## EXERCISE DESCRIPTION:
Every line below between the line holding "CHUNKED map files" and the line holding "pub mod terrain;", inclusive, should be repeated exactly, and all other lines omitted.

## DATA FOR PROCESSING:
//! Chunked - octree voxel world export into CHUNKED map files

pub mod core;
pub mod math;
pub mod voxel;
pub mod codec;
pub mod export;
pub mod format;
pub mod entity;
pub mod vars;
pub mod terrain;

---

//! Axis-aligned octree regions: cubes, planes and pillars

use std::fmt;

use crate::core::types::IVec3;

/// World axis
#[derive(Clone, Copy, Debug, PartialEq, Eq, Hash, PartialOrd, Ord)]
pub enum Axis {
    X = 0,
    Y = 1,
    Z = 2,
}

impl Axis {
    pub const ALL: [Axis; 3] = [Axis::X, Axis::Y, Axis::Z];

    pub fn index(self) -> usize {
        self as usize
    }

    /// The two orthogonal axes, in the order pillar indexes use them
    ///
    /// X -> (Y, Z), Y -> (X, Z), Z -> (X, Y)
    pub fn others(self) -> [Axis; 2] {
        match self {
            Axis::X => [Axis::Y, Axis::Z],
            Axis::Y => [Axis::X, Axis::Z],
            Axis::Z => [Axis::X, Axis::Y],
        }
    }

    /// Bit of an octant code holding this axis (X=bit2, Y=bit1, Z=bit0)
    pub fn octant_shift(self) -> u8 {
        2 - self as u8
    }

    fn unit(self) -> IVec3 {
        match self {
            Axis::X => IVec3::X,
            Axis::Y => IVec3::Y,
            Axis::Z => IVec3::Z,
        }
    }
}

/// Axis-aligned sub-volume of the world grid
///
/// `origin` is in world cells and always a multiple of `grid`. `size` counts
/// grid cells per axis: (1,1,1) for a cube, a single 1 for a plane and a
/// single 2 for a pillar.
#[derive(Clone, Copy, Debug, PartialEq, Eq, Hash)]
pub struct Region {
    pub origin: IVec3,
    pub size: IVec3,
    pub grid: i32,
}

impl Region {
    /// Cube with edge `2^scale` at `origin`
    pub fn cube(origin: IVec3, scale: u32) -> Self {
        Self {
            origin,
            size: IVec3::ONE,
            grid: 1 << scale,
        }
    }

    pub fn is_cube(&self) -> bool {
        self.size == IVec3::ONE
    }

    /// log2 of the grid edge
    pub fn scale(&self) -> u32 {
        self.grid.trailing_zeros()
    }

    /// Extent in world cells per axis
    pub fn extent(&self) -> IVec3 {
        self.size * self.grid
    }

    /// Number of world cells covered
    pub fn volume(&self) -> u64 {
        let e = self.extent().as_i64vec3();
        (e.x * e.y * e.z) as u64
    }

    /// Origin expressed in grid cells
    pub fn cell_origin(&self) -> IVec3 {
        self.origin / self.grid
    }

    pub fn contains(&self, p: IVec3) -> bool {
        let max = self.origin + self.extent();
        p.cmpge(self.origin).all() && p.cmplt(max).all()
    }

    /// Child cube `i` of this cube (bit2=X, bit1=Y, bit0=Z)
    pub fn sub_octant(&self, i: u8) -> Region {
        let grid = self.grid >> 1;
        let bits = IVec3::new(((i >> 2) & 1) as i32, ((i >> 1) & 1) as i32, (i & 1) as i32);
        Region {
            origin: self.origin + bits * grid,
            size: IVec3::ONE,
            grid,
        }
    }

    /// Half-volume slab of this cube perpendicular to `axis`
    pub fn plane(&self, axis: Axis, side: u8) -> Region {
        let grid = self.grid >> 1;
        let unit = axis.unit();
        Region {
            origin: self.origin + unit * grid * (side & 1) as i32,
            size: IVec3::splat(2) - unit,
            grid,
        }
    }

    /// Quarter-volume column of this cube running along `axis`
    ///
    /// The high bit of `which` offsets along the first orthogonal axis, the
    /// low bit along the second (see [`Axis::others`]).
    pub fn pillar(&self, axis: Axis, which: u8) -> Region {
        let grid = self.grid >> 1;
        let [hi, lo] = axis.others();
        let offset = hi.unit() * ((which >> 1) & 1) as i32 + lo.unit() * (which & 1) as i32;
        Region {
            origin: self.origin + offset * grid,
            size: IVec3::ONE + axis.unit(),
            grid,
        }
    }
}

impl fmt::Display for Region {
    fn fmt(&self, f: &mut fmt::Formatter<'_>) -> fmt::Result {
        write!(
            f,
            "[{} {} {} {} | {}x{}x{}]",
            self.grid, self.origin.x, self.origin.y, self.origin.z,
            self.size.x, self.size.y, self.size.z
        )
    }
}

## TASK ANSWER:
//! Chunked - octree voxel world export into CHUNKED map files

pub mod core;
pub mod math;
pub mod voxel;
pub mod codec;
pub mod export;
pub mod format;
pub mod entity;
pub mod vars;
pub mod terrain;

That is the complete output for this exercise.